Margaret Barker (artist)
Margaret Barker | |
|---|---|
| Born | Margaret Dorothy Barker 6 June 1907 Sydenham, London, England |
| Died | 2003 (aged 95–96) Sydenham, London, England |
| Other names | Margaret Pringle |
| Education | Royal College of Art |
| Occupation | Artist |
| Spouse |
Kenneth Pringle
(m. 1938; died 1983) |
| Awards | Prix de Rome |
Margaret Dorothy Barker (6 June 1907 – 2003) was a British artist.
Biography
Margaret Barker was born in Sydenham, South London, on 6 June 1907. She was awarded a scholarship in 1925 to Royal College of Art, where she was under the tutelage of William Rothenstein and Randolph Schwabe. In school, she submitted her work for the Prix de Rome and exhibited it at the New English Art Club.[1]

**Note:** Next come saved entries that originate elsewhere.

#[cfg(test)]
mod tests {
    use super::*;

    fn sentence(correct: usize, scored: &[(f64, f64)]) -> RerankSentence {
        // scored[i] = (feature-1 count, w_correct); feature 1 is the only
        // feature, feature 0 is left empty, p_edges fixed at 1.
        let parses = scored
            .iter()
            .enumerate()
            .map(|(i, &(f1, wc))| RerankParse {
                features: vec![(1, f1)],
                p_edges: 1.0,
                w_correct: wc,
                pyx: if i == correct { 1.0 } else { 0.0 },
            })
            .collect();
        RerankSentence {
            gold_edges: 1.0,
            px: 1.0,
            correct_index: correct,
            parses,
        }
    }

    #[test]
    fn log_loss_gradient_matches_finite_difference() {
        let sentences = vec![sentence(0, &[(1.0, 1.0), (0.5, 0.0)])];
        let loss = LogLoss { sentences: &sentences };
        let w = [0.3, -0.2];
        let mut grad = vec![0.0; 2];
        let mut stats = PrStats::default();
        let base = loss.evaluate(&w, &mut grad, &mut stats);

        let eps = 1e-6;
        for j in 0..2 {
            let mut wp = w;
            wp[j] += eps;
            let mut g2 = vec![0.0; 2];
            let mut s2 = PrStats::default();
            let plus = loss.evaluate(&wp, &mut g2, &mut s2);
            let numeric = (plus - base) / eps;
            assert!(
                (numeric - grad[j]).abs() < 1e-3,
                "feature {j}: numeric {numeric} vs analytic {}",
                grad[j]
            );
        }
    }

    #[test]
    fn pairwise_log_loss_gradient_matches_finite_difference() {
        let sentences = vec![sentence(1, &[(1.0, 0.0), (2.0, 1.0)])];
        let loss = PairwiseLogLoss { sentences: &sentences };
        let w = [0.0, 0.1];
        let mut grad = vec![0.0; 2];
        let mut stats = PrStats::default();
        let base = loss.evaluate(&w, &mut grad, &mut stats);

        let eps = 1e-6;
        let mut wp = w;
        wp[1] += eps;
        let mut g2 = vec![0.0; 2];
        let mut s2 = PrStats::default();
        let plus = loss.evaluate(&wp, &mut g2, &mut s2);
        let numeric = (plus - base) / eps;
        assert!((numeric - grad[1]).abs() < 1e-3);
    }

    #[test]
    fn em_log_loss_gradient_matches_finite_difference() {
        let sentences = vec![sentence(0, &[(1.0, 1.0), (0.5, 0.0)])];
        let loss = EmLogLoss { sentences: &sentences };
        let w = [0.3, -0.2];
        let mut grad = vec![0.0; 2];
        let mut stats = PrStats::default();
        let base = loss.evaluate(&w, &mut grad, &mut stats);

        let eps = 1e-6;
        for j in 0..2 {
            let mut wp = w;
            wp[j] += eps;
            let mut g2 = vec![0.0; 2];
            let mut s2 = PrStats::default();
            let plus = loss.evaluate(&wp, &mut g2, &mut s2);
            let numeric = (plus - base) / eps;
            assert!(
                (numeric - grad[j]).abs() < 1e-3,
                "feature {j}: numeric {numeric} vs analytic {}",
                grad[j]
            );
        }
    }

    #[test]
    fn exp_loss_gradient_matches_finite_difference() {
        let sentences = vec![sentence(1, &[(1.0, 0.0), (2.0, 1.0)])];
        let loss = ExpLoss { sentences: &sentences };
        let w = [0.0, 0.1];
        let mut grad = vec![0.0; 2];
        let mut stats = PrStats::default();
        let base = loss.evaluate(&w, &mut grad, &mut stats);

        let eps = 1e-6;
        for j in 0..2 {
            let mut wp = w;
            wp[j] += eps;
            let mut g2 = vec![0.0; 2];
            let mut s2 = PrStats::default();
            let plus = loss.evaluate(&wp, &mut g2, &mut s2);
            let numeric = (plus - base) / eps;
            assert!(
                (numeric - grad[j]).abs() < 1e-3,
                "feature {j}: numeric {numeric} vs analytic {}",
                grad[j]
            );
        }
    }

    #[test]
    fn log_exp_loss_gradient_matches_finite_difference() {
        let sentences = vec![
            sentence(0, &[(1.0, 1.0), (0.5, 0.0)]),
            sentence(1, &[(0.2, 0.0), (1.5, 1.0)]),
        ];
        let loss = LogExpLoss { sentences: &sentences };
        let w = [0.1, -0.3];
        let mut grad = vec![0.0; 2];
        let mut stats = PrStats::default();
        let base = loss.evaluate(&w, &mut grad, &mut stats);

        let eps = 1e-6;
        for j in 0..2 {
            let mut wp = w;
            wp[j] += eps;
            let mut g2 = vec![0.0; 2];
            let mut s2 = PrStats::default();
            let plus = loss.evaluate(&wp, &mut g2, &mut s2);
            let numeric = (plus - base) / eps;
            assert!(
                (numeric - grad[j]).abs() < 1e-3,
                "feature {j}: numeric {numeric} vs analytic {}",
                grad[j]
            );
        }
    }

    #[test]
    fn fscore_loss_gradient_matches_finite_difference() {
        let sentences = vec![sentence(0, &[(1.0, 1.0), (0.5, 0.0)])];
        let loss = FscoreLoss { sentences: &sentences };
        let w = [0.2, 0.4];
        let mut grad = vec![0.0; 2];
        let mut stats = PrStats::default();
        let base = loss.evaluate(&w, &mut grad, &mut stats);

        let eps = 1e-6;
        for j in 0..2 {
            let mut wp = w;
            wp[j] += eps;
            let mut g2 = vec![0.0; 2];
            let mut s2 = PrStats::default();
            let plus = loss.evaluate(&wp, &mut g2, &mut s2);
            let numeric = (plus - base) / eps;
            assert!(
                (numeric - grad[j]).abs() < 1e-3,
                "feature {j}: numeric {numeric} vs analytic {}",
                grad[j]
            );
        }
    }

    #[test]
    fn zero_px_sentence_contributes_nothing() {
        let mut sentence = sentence(0, &[(1.0, 1.0), (0.0, 0.0)]);
        sentence.px = 0.0;
        let sentences = vec![sentence];
        let loss = LogLoss { sentences: &sentences };
        let mut grad = vec![0.0; 2];
        let mut stats = PrStats::default();
        let value = loss.evaluate(&[1.0, 1.0], &mut grad, &mut stats);
        assert_eq!(value, 0.0);
        assert_eq!(grad, vec![0.0, 0.0]);
    }

    #[test]
    fn fscore_loss_decreases_as_correct_parse_is_favored() {
        let sentences = vec![sentence(0, &[(1.0, 1.0), (0.0, 0.0)])];
        let loss = FscoreLoss { sentences: &sentences };
        let mut grad = vec![0.0; 2];
        let mut stats = PrStats::default();
        let at_zero = loss.evaluate(&[0.0, 0.0], &mut grad, &mut stats);

        let mut grad2 = vec![0.0; 2];
        let mut stats2 = PrStats::default();
        let favoring_correct = loss.evaluate(&[0.0, 5.0], &mut grad2, &mut stats2);
        assert!(favoring_correct < at_zero);
    }
}
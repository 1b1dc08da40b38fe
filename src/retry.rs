//! Guided-parsing retry: when a parse constrained by an external span set
//! fails, relax the constraint set by raising the minimum constrained-span
//! length (so short constraints stop being enforced) and try once more,
//! rather than giving up outright. Mirrors the `evalTree` driver's retry
//! policy of raising the minimum size from 1 to 2.

use log::debug;
use log_domain::LogDomain;

use crate::chart::{AnswerTreeId, Chart, ExtPosConstraints, ParseOutcome, SpanConstraint, SpanConstraints};
use crate::config::{ParserConfig, ParserRuntime};
use crate::vocab::Sentence;

/// `spans` is the full constraint set as supplied by the caller; this
/// applies it first at `config.span_min_length`, then at
/// `config.span_min_length + 1` if the first attempt comes back
/// `ParseFailure`. Any other failure is returned immediately, unretried.
pub fn parse_guided(
    chart: &mut Chart,
    sentence: &Sentence,
    runtime: &ParserRuntime,
    config: &ParserConfig,
    ext_pos: &ExtPosConstraints,
    spans: &[SpanConstraint],
) -> Result<Vec<(LogDomain<f64>, AnswerTreeId)>, ParseOutcome> {
    let mut min_length = config.span_min_length.max(1);
    loop {
        let mut constraints = SpanConstraints::new(min_length);
        for &c in spans {
            constraints.push(c);
        }
        match chart.parse(sentence, runtime, config, ext_pos, &constraints) {
            Ok(ranked) => return Ok(ranked),
            Err(ParseOutcome::ParseFailure) if min_length < 2 => {
                debug!(
                    "guided parse failed at span minimum {min_length}, retrying at {}",
                    min_length + 1
                );
                min_length += 1;
            }
            Err(outcome) => return Err(outcome),
        }
    }
}

#[cfg(test)]
mod tests {
    use super::*;
    use crate::grammar::Grammar;
    use crate::model::SmoothedModel;
    use crate::symbol::SymbolTable;
    use crate::vocab::{Vocabulary, Word};
    use std::path::Path;

    fn toy_runtime() -> ParserRuntime {
        let symbols = SymbolTable::parse("NN 1\nNP 0\n", Path::new("terms.txt")).unwrap();
        let nn = symbols.id_of("NN").unwrap();
        let np = symbols.id_of("NP").unwrap();
        ParserRuntime {
            symbols,
            model: SmoothedModel::test_stub(),
            vocab: Vocabulary::default(),
            grammar: Grammar::for_test("", &format!("{np} {nn} {nn} R\n")),
        }
    }

    #[test]
    fn retries_once_when_a_short_constraint_blocks_the_parse() {
        let runtime = toy_runtime();
        let nn = runtime.symbols.id_of("NN").unwrap();
        let sentence = Sentence {
            words: vec![Word { surface: "cat".into(), position: 0, vocab: 0 }],
            name: None,
        };
        let mut config = ParserConfig::default();
        config.span_min_length = 1;
        let mut chart = Chart::new();
        // a bogus single-token span labeled with a tag that can never match
        // blocks the parse at min_length 1 but is dropped at min_length 2.
        let spans = vec![SpanConstraint { start: 0, end: 1, label: nn + 1 }];
        let result = parse_guided(&mut chart, &sentence, &runtime, &config, &ExtPosConstraints::new(), &spans);
        assert!(result.is_ok());
    }
}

After leaving school, in 1929, she taught art at girls' schools near Birmingham, until her marriage to Kenneth Pringle, a dental surgeon, in 1938. They lived in central London until the blitz. Margaret and her son escaped to the Devon coast from the bombing, to return after the war.
Barker mostly produced landscapes but also painted friends and imaginative portraits. After their son died in the 1960s, Barker and her husband moved to North Kent, where her painting trailed off, only producing a few watercolour landscapes. Kenneth Pringle died in March 1983, and Barker returned to Sydenham.[2][1]
Her work is in the permanent collection of the Tate Gallery.[2]